### [Work order]
Which lines below mention "ticker"? Pick each one out.

(Beginning of Material supplied)

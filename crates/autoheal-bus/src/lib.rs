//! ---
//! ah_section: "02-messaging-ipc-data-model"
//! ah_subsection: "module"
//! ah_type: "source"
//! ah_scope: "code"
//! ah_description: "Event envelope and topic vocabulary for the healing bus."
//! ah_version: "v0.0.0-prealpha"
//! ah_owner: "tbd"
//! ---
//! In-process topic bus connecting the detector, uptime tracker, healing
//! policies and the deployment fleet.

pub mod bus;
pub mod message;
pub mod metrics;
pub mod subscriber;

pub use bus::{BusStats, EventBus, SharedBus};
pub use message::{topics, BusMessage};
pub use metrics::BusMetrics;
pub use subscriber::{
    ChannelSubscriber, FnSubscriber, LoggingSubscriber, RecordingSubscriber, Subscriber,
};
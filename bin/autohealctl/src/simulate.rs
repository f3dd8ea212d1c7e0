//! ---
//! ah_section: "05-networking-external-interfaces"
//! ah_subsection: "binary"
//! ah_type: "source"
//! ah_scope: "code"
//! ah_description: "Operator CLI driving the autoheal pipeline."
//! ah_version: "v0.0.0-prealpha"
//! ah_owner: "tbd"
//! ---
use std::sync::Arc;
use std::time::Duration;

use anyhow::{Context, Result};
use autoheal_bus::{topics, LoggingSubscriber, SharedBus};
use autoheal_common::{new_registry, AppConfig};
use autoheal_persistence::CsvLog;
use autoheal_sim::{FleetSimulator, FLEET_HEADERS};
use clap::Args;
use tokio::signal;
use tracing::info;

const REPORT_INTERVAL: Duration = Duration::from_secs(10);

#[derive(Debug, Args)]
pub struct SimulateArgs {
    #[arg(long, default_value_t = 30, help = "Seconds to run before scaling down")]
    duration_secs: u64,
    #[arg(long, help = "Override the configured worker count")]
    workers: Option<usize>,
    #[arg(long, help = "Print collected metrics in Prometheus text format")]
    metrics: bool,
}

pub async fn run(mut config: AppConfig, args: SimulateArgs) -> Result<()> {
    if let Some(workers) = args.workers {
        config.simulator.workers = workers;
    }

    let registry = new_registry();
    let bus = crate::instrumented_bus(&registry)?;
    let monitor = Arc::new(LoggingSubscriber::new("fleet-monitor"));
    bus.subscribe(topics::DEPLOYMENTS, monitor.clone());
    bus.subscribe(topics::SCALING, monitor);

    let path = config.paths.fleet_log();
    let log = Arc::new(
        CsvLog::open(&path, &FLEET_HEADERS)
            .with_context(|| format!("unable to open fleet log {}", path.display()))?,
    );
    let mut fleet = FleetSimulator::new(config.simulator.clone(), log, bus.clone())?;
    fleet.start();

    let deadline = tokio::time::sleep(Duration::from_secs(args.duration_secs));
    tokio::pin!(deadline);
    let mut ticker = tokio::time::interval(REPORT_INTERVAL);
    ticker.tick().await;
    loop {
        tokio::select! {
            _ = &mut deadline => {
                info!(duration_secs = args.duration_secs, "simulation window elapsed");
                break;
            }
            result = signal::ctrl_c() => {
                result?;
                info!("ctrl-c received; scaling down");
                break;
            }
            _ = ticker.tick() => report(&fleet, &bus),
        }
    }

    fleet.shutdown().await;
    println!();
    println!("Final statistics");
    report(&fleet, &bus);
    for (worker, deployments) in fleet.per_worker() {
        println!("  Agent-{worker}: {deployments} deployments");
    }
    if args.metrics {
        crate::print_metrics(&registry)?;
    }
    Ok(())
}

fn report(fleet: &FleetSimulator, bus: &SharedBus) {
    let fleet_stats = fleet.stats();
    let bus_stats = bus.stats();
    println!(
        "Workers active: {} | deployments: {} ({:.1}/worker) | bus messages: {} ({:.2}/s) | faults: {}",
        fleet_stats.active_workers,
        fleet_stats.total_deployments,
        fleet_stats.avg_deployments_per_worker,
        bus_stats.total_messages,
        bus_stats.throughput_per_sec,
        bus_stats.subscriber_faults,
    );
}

(End of Material supplied)

### [Response to the exercise]
    let mut ticker = tokio::time::interval(REPORT_INTERVAL);
    ticker.tick().await;
            _ = ticker.tick() => report(&fleet, &bus),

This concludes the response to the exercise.